Task goal
Write out the entries below exactly. End with the line that contains "something was removed.".

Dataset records
____________________

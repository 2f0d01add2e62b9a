//! Hover tooltip content.
//!
//! Mirrors the year detail split (episodes, then historical events) with
//! shortened descriptions.

use chrono::NaiveDate;
use serde::Serialize;

use crate::config::TimelineConfig;
use crate::flatten::FlattenedEvent;
use crate::grouping::YearGroup;
use crate::view::resolve_image;

/// Cut `text` to at most `max_chars` characters, ending with an ellipsis
/// when something was removed.
pub fn truncate(text: &str, max_chars: usize) -> String {
    if text.chars().count() <= max_chars {
        return text.to_string();
    }
    let kept: String = text.chars().take(max_chars.saturating_sub(1)).collect();
    format!("{}…", kept.trim_end())
}

/// One line of a tooltip.
#[derive(Debug, Clone, PartialEq, Eq, Serialize)]
pub struct TooltipEntry {
    pub key: String,
    pub title: String,
    pub date: NaiveDate,
    pub description: Option<String>,
    pub image_url: String,
    /// Title of the owning episode ("De: ...")
    pub episode_title: String,
    pub date_is_approximate: bool,
}

impl TooltipEntry {
    fn from_event(event: &FlattenedEvent<'_>, config: &TimelineConfig) -> Self {
        Self {
            key: event.key.to_string(),
            title: event.title.to_string(),
            date: event.date,
            description: event
                .description
                .map(|d| truncate(d, config.tooltip_description_chars)),
            image_url: resolve_image(event, &config.placeholder_image_url).to_string(),
            episode_title: event.episode.title.clone(),
            date_is_approximate: event.date_is_approximate,
        }
    }
}

/// Tooltip shown while a year point is hovered.
#[derive(Debug, Clone, PartialEq, Eq, Serialize)]
pub struct Tooltip {
    pub year: i32,
    pub episodes: Vec<TooltipEntry>,
    pub historical_events: Vec<TooltipEntry>,
    pub has_approximate_date: bool,
}

impl Tooltip {
    pub fn for_group(group: &YearGroup<'_>, config: &TimelineConfig) -> Self {
        Self {
            year: group.year,
            episodes: group
                .episodes()
                .map(|e| TooltipEntry::from_event(e, config))
                .collect(),
            historical_events: group
                .historical_events()
                .map(|e| TooltipEntry::from_event(e, config))
                .collect(),
            has_approximate_date: group.has_approximate_date(),
        }
    }

    pub fn len(&self) -> usize {
        self.episodes.len() + self.historical_events.len()
    }

    pub fn is_empty(&self) -> bool {
        self.len() == 0
    }
}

____________________

Result of this task
repository 2f0d01add2e62b9a
//! Hover tooltip content.
//!
//! Mirrors the year detail split (episodes, then historical events) with
//! shortened descriptions.

use chrono::NaiveDate;
use serde::Serialize;

use crate::config::TimelineConfig;
use crate::flatten::FlattenedEvent;
use crate::grouping::YearGroup;
use crate::view::resolve_image;

/// Cut `text` to at most `max_chars` characters, ending with an ellipsis
/// when something was removed.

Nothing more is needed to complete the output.